● Exercise goal: Copy each line from the entries that the word "threads" appears in.

*** Opening of Data records ***

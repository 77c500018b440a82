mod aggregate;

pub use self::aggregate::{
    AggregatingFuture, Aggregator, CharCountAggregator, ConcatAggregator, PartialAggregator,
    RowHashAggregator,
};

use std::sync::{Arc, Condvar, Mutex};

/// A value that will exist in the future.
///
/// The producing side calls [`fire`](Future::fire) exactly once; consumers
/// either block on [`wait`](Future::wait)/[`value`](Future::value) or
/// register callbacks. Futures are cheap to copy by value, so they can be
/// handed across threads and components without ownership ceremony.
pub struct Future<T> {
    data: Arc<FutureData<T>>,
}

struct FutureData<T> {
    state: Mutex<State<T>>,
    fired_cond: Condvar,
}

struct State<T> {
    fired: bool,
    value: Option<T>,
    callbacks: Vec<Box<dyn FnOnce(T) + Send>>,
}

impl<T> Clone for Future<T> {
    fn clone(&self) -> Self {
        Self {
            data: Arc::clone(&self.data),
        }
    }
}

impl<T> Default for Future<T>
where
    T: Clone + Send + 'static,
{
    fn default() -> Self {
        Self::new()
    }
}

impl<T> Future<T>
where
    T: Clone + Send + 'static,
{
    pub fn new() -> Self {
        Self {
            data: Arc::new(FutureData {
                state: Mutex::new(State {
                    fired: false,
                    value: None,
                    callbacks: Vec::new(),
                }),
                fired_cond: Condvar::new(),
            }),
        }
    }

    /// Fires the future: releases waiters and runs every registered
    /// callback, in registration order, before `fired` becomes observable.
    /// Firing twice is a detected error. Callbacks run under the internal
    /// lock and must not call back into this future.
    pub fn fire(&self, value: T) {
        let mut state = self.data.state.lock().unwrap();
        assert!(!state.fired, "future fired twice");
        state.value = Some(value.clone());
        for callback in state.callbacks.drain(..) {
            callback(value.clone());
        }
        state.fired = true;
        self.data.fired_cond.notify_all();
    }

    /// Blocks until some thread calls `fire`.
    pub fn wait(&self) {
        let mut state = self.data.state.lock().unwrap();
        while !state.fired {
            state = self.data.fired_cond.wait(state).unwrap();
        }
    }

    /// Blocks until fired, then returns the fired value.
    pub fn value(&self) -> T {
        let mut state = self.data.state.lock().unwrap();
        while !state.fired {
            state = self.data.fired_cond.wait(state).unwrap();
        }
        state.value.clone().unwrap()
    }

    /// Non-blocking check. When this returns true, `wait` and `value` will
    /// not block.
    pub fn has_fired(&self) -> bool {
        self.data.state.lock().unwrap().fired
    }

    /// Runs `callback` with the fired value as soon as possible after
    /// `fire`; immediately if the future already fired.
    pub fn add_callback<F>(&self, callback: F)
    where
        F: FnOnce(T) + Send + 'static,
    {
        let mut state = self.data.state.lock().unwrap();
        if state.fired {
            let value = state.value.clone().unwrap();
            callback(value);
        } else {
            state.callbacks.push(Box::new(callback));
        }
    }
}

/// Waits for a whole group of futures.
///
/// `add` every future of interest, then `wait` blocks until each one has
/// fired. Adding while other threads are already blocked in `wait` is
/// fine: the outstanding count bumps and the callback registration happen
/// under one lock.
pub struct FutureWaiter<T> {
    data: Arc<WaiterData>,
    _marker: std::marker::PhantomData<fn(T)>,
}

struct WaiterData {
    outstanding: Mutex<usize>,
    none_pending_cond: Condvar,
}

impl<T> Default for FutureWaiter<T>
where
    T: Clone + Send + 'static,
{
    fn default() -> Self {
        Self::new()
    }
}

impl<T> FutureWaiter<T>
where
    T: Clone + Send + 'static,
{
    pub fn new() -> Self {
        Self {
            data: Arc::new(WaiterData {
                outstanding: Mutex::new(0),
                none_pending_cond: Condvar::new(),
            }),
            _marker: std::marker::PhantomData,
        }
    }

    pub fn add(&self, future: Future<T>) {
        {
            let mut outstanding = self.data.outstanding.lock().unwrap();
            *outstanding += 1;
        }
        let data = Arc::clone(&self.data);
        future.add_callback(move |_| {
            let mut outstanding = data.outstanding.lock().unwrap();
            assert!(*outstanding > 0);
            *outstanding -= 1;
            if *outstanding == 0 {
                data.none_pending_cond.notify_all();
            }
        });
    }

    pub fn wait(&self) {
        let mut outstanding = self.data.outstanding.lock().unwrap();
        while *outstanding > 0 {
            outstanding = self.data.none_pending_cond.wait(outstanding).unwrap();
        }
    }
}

*** Close of Data records ***

● Answer to this problem:
/// handed across threads and components without ownership ceremony.
/// fired. Adding while other threads are already blocked in `wait` is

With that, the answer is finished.